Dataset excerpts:

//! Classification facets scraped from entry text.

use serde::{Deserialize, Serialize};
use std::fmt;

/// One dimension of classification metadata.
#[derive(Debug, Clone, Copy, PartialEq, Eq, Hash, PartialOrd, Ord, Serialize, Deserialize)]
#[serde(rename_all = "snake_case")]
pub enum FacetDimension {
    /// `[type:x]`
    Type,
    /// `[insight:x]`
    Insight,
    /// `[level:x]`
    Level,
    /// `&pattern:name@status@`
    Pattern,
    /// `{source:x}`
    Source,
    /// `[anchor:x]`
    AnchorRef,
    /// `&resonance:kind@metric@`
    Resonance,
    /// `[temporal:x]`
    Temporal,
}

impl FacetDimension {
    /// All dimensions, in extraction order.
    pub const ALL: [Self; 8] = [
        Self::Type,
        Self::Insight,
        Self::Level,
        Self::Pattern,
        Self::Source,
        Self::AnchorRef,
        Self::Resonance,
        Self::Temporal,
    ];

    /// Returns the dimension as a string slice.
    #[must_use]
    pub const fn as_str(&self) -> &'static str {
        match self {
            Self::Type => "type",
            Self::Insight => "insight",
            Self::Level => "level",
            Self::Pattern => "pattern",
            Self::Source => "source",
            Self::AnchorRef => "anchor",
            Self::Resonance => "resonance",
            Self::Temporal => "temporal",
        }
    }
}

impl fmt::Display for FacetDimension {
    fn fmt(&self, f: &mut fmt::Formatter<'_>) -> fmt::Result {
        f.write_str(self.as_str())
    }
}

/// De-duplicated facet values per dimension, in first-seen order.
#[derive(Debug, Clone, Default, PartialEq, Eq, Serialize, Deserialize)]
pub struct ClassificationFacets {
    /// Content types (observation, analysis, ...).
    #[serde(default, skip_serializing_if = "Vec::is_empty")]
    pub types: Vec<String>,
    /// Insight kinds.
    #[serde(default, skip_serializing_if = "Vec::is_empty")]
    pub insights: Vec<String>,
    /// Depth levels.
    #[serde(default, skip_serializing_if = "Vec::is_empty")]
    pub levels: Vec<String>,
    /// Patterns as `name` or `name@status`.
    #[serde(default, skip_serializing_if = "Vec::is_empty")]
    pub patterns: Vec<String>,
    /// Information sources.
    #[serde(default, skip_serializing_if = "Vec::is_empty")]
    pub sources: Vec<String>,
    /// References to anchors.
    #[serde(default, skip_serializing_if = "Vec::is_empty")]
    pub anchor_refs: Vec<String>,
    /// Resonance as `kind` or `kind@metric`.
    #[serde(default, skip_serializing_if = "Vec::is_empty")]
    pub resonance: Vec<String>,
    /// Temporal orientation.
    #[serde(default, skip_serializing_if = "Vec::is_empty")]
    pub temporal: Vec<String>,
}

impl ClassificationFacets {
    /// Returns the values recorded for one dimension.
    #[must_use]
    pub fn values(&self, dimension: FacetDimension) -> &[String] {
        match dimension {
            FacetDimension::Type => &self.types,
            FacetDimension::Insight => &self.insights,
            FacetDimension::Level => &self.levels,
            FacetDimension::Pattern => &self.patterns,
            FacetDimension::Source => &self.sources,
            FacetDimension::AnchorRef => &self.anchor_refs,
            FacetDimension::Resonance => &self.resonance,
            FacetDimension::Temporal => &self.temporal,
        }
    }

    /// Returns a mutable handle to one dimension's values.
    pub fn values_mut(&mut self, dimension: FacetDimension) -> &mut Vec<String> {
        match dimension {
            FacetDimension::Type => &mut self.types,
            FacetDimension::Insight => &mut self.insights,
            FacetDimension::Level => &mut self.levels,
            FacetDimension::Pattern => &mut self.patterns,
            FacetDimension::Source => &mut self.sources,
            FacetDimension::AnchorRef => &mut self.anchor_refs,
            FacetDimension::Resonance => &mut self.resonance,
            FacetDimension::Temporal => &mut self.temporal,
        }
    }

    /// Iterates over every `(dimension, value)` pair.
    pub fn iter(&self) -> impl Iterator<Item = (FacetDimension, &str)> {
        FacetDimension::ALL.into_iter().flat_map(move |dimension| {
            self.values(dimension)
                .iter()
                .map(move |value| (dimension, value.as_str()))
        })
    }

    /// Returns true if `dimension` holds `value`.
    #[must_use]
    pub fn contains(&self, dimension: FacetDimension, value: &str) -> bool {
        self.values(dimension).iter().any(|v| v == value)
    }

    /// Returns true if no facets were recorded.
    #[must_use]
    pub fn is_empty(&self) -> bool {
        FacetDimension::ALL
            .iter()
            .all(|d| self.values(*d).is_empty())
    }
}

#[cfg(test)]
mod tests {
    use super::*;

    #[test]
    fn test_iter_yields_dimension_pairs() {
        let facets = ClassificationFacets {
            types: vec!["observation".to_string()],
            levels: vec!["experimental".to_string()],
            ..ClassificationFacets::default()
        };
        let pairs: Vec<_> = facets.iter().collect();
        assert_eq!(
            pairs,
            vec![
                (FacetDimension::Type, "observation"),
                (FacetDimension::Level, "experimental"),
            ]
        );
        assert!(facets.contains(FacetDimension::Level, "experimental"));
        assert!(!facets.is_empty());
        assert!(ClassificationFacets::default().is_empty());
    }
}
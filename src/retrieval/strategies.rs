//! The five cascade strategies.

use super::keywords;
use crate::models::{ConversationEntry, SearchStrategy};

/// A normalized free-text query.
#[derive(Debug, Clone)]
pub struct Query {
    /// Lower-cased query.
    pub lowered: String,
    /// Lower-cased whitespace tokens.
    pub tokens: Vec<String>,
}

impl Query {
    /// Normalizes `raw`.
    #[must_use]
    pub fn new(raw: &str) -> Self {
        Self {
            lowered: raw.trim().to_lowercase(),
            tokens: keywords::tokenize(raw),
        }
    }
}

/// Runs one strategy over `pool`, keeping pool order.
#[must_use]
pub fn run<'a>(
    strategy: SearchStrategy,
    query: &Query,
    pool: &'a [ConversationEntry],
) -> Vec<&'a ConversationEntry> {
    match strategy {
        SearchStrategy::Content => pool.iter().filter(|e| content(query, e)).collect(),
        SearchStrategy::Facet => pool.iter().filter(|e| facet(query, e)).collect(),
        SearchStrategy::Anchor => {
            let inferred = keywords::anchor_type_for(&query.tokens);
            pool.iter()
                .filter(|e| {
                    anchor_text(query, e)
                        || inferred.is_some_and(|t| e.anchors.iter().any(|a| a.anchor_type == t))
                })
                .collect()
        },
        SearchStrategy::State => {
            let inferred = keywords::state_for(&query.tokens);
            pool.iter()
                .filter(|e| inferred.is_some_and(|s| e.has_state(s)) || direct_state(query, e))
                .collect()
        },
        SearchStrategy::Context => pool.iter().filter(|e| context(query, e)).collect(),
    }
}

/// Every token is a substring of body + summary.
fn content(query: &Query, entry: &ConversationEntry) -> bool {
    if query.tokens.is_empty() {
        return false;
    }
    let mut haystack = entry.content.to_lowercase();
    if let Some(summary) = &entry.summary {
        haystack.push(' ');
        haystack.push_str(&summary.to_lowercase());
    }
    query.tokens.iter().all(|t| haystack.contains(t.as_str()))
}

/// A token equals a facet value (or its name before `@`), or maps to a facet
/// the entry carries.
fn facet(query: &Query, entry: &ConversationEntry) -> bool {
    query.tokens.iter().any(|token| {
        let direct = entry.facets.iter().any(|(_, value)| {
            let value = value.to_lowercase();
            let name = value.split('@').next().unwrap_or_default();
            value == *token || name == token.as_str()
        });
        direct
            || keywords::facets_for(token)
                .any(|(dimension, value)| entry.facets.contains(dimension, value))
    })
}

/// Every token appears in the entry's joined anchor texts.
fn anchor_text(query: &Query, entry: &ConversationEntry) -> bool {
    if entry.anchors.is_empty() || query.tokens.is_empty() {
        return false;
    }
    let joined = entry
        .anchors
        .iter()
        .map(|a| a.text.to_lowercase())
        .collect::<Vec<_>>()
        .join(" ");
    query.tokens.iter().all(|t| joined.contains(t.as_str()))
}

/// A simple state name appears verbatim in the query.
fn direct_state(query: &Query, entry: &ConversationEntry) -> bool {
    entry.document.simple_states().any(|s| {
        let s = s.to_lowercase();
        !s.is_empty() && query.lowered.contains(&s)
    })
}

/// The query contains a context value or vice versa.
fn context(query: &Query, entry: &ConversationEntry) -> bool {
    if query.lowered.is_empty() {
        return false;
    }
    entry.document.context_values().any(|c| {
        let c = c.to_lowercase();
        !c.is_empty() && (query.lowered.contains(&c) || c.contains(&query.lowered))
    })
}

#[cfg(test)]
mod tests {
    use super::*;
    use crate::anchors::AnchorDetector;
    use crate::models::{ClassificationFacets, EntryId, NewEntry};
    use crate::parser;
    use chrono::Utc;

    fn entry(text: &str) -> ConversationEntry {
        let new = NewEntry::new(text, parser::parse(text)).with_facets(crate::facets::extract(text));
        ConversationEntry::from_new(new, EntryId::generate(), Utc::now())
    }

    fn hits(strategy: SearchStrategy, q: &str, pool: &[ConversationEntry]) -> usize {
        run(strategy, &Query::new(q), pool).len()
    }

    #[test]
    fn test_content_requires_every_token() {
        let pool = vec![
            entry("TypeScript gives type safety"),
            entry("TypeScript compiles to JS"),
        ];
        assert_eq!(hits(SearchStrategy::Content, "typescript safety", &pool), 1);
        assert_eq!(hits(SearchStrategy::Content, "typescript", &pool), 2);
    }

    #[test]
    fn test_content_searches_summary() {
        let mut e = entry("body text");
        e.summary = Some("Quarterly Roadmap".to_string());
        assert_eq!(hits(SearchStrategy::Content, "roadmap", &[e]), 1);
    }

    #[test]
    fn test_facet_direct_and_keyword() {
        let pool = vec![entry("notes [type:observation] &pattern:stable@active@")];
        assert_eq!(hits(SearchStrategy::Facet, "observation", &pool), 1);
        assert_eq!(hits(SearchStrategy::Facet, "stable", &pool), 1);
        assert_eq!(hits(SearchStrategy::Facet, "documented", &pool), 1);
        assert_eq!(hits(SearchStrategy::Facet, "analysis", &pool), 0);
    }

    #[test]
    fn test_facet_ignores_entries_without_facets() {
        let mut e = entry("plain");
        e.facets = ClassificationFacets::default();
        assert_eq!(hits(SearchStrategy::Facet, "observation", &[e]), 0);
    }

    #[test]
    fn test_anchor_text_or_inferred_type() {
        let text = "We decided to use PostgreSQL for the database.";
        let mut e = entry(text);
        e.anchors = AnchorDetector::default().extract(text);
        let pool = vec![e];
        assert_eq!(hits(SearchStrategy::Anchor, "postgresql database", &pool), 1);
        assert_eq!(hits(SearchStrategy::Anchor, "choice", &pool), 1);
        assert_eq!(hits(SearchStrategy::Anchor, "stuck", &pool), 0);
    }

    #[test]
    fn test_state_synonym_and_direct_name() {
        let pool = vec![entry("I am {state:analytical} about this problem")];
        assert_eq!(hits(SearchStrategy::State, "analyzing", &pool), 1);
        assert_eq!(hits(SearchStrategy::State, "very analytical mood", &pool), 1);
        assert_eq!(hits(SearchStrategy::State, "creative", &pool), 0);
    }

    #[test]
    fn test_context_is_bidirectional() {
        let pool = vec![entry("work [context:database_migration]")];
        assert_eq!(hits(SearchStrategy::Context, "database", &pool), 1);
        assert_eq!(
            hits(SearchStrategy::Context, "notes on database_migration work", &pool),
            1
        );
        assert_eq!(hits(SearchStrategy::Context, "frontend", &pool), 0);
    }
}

...

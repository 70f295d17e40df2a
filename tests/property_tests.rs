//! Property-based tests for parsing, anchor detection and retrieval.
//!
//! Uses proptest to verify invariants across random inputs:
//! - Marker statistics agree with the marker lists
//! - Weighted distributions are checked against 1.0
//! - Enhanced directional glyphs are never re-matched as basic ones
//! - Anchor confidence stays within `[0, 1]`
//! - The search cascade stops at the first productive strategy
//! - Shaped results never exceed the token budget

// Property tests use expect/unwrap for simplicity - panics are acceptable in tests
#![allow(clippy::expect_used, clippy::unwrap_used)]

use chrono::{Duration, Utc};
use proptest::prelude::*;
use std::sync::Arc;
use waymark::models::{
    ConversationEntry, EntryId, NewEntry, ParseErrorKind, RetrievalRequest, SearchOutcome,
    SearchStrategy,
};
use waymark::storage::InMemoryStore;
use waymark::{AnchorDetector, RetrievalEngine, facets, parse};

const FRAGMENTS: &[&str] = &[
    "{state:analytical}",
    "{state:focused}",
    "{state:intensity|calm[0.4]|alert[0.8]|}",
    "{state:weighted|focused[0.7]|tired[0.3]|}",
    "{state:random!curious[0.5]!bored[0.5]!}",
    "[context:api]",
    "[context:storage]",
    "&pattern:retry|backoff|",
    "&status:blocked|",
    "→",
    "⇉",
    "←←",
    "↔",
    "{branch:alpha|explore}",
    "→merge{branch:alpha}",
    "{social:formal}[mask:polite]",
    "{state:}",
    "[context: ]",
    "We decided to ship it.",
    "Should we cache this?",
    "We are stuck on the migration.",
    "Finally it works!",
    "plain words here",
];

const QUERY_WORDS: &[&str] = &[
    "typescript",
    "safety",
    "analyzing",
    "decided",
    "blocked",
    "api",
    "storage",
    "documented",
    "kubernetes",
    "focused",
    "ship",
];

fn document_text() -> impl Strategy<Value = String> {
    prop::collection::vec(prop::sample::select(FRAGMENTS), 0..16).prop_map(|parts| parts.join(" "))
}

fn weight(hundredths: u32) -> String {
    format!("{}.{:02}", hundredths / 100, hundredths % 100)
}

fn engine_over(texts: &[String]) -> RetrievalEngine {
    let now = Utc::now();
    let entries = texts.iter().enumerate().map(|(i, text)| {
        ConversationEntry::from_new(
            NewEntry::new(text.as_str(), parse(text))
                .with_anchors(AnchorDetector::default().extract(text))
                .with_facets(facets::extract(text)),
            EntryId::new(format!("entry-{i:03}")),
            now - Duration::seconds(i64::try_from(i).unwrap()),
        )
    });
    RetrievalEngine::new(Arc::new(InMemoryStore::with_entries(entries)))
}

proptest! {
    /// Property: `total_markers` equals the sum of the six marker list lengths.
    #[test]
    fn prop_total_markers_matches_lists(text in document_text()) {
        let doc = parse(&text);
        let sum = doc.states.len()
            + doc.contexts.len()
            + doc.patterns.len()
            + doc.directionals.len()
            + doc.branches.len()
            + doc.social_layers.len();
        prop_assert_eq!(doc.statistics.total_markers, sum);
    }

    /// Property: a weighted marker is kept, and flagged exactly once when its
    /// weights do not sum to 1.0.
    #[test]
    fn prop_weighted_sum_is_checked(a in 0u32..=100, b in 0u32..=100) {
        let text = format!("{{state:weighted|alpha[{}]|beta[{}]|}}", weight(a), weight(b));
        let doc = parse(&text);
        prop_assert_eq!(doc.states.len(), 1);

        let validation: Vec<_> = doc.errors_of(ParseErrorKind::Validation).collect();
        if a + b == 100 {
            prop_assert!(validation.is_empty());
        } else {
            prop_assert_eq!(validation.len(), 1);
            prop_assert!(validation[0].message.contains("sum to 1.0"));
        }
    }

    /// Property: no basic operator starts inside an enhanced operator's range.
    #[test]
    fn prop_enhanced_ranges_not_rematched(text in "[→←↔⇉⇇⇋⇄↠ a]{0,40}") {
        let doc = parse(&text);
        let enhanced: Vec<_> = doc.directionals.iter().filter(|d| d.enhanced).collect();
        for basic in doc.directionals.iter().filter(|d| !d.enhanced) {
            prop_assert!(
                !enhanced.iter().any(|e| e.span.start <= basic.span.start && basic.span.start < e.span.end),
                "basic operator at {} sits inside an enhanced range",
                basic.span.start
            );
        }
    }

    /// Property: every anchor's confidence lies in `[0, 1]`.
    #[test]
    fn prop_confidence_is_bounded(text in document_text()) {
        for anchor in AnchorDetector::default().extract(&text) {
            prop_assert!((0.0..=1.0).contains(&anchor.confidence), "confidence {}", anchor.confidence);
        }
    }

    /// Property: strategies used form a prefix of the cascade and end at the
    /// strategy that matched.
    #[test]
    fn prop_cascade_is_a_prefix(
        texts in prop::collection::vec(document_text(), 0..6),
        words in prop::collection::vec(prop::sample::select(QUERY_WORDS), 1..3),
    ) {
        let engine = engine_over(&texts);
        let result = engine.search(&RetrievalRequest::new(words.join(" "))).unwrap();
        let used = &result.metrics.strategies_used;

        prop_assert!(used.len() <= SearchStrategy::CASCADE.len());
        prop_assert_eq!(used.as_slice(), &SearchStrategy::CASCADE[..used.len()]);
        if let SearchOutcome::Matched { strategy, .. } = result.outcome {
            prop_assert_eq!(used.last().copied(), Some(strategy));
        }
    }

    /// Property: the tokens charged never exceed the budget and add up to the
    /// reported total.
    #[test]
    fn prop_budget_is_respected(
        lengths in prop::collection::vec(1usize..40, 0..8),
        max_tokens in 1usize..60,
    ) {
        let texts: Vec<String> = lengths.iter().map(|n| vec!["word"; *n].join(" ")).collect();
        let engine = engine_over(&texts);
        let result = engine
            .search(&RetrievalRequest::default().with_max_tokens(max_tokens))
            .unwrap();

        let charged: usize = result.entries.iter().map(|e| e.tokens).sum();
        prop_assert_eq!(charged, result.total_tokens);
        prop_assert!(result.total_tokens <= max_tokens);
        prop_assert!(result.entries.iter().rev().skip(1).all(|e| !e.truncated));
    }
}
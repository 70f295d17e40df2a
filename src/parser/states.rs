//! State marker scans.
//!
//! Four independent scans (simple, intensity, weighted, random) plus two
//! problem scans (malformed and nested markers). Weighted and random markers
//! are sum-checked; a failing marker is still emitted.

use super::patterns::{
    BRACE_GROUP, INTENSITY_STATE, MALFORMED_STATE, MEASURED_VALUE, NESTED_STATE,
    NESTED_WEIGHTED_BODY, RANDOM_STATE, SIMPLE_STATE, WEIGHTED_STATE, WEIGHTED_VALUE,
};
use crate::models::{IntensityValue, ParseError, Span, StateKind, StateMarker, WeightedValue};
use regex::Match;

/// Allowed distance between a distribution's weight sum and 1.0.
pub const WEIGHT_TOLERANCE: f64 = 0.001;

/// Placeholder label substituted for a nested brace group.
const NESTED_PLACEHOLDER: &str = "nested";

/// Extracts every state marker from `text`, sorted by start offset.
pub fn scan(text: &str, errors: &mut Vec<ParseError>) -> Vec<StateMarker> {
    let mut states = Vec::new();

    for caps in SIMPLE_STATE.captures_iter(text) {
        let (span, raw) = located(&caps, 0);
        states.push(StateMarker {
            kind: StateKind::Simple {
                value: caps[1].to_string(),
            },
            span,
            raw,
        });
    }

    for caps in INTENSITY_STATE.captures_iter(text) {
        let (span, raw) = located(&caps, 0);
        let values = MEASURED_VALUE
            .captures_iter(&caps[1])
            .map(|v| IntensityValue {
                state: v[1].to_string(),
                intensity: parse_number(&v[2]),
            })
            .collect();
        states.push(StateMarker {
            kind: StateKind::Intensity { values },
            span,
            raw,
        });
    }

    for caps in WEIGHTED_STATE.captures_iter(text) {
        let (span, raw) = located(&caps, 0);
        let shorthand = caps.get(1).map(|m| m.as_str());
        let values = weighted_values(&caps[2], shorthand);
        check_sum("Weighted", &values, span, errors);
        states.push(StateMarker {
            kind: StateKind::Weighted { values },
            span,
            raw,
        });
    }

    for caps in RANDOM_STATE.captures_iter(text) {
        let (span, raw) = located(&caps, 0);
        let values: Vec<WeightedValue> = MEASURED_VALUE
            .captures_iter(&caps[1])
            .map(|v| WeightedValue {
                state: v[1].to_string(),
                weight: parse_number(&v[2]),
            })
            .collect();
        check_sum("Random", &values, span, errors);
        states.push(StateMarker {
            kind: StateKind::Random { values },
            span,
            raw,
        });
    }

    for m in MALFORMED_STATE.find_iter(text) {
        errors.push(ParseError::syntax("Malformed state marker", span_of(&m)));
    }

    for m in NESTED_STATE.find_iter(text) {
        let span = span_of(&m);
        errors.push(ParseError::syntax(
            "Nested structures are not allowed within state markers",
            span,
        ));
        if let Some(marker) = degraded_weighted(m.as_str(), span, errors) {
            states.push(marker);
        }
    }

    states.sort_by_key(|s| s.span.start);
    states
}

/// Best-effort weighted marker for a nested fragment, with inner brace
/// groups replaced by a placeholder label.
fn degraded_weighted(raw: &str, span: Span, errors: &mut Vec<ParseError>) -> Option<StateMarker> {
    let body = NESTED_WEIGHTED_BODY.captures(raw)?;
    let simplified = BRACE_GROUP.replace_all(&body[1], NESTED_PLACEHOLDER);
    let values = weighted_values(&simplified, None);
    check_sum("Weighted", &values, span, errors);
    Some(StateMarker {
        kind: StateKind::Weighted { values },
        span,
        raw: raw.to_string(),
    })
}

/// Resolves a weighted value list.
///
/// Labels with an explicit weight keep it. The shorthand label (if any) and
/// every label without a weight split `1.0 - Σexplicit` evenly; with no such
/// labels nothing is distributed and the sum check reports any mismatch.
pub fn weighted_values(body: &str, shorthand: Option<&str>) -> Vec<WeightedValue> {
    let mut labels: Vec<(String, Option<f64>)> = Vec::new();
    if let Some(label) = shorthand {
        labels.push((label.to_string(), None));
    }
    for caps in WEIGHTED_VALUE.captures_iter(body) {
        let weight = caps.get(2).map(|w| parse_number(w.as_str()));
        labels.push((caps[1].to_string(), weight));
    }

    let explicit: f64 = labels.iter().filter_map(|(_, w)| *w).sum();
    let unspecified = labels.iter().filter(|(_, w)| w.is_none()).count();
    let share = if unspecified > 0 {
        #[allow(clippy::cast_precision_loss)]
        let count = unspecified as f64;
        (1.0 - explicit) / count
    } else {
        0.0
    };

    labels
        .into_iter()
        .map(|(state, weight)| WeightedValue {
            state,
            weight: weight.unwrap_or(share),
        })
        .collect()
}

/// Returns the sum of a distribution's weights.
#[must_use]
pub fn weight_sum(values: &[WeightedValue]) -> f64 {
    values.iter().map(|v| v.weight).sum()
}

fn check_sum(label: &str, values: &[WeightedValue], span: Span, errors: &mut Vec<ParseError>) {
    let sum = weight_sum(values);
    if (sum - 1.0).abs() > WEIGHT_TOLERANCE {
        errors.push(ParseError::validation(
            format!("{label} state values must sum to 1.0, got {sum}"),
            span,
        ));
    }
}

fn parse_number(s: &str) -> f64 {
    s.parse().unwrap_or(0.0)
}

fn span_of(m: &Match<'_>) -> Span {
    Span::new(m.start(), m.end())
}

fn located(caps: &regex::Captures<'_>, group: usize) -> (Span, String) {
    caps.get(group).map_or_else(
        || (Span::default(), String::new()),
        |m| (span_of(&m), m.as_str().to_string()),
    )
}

...

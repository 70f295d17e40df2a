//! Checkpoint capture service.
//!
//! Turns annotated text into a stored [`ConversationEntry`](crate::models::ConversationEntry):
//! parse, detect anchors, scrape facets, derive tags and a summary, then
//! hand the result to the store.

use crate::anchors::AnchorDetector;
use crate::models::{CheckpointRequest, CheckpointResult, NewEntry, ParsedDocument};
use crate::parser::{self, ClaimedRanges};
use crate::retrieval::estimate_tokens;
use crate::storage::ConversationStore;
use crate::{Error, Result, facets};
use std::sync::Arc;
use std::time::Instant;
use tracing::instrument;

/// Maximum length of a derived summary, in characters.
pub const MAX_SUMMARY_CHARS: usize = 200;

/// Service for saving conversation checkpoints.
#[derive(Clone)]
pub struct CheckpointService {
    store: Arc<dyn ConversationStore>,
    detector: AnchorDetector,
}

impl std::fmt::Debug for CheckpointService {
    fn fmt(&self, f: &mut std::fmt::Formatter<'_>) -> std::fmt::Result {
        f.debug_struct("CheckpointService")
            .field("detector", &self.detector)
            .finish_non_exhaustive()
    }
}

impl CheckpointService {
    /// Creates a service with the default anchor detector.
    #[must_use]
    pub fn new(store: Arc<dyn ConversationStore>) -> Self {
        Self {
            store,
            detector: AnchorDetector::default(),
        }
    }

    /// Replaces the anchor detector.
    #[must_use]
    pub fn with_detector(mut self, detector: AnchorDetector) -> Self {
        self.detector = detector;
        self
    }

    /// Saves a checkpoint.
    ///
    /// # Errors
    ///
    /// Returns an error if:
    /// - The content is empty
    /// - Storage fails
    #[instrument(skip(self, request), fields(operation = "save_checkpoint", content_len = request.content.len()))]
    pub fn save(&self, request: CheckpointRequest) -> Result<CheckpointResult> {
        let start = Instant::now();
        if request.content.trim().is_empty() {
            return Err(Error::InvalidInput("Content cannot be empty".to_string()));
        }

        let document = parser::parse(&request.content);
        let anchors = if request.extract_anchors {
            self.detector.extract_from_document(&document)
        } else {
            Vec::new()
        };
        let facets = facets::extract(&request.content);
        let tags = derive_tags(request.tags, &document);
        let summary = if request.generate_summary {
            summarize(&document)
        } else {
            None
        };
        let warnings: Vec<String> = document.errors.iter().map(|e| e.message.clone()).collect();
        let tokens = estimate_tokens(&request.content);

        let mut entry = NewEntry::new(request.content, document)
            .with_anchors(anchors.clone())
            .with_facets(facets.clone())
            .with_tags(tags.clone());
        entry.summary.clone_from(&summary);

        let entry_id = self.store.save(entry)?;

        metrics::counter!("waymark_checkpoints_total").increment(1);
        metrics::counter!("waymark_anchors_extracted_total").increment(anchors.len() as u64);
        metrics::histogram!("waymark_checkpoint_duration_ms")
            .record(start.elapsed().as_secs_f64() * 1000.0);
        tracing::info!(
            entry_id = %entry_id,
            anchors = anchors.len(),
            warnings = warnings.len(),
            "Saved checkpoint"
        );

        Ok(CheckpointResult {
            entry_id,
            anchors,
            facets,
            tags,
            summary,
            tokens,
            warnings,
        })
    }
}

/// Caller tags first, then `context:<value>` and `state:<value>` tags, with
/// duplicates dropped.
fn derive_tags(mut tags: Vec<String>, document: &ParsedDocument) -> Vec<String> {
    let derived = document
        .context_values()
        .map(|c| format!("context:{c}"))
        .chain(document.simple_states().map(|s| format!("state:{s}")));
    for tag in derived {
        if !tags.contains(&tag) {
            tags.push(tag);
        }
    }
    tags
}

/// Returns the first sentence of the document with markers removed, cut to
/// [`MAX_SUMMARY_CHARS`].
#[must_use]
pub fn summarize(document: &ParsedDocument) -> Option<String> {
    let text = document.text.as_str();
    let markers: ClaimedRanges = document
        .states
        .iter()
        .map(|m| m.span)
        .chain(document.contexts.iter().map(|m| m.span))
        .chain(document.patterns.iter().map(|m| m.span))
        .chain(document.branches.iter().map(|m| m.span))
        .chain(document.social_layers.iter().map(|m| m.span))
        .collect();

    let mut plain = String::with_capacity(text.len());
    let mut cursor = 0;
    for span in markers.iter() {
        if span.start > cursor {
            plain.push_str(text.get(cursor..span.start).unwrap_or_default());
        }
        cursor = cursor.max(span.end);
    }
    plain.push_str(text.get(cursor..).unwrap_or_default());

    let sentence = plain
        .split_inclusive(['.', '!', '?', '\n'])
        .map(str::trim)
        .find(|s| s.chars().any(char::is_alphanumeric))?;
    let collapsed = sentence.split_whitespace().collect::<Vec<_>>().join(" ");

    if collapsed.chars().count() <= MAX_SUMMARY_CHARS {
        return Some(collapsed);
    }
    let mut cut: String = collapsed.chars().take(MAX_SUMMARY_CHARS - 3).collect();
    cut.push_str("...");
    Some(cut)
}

Work task:
Beginning at the line with "let start = Instant::now();" and stopping after the line with "let summary = if", please write out every line of the data above exactly and nothing else.

Answer to the problem:
        let start = Instant::now();
        if request.content.trim().is_empty() {
            return Err(Error::InvalidInput("Content cannot be empty".to_string()));
        }

        let document = parser::parse(&request.content);
        let anchors = if request.extract_anchors {
            self.detector.extract_from_document(&document)
        } else {
            Vec::new()
        };
        let facets = facets::extract(&request.content);
        let tags = derive_tags(request.tags, &document);
        let summary = if request.generate_summary {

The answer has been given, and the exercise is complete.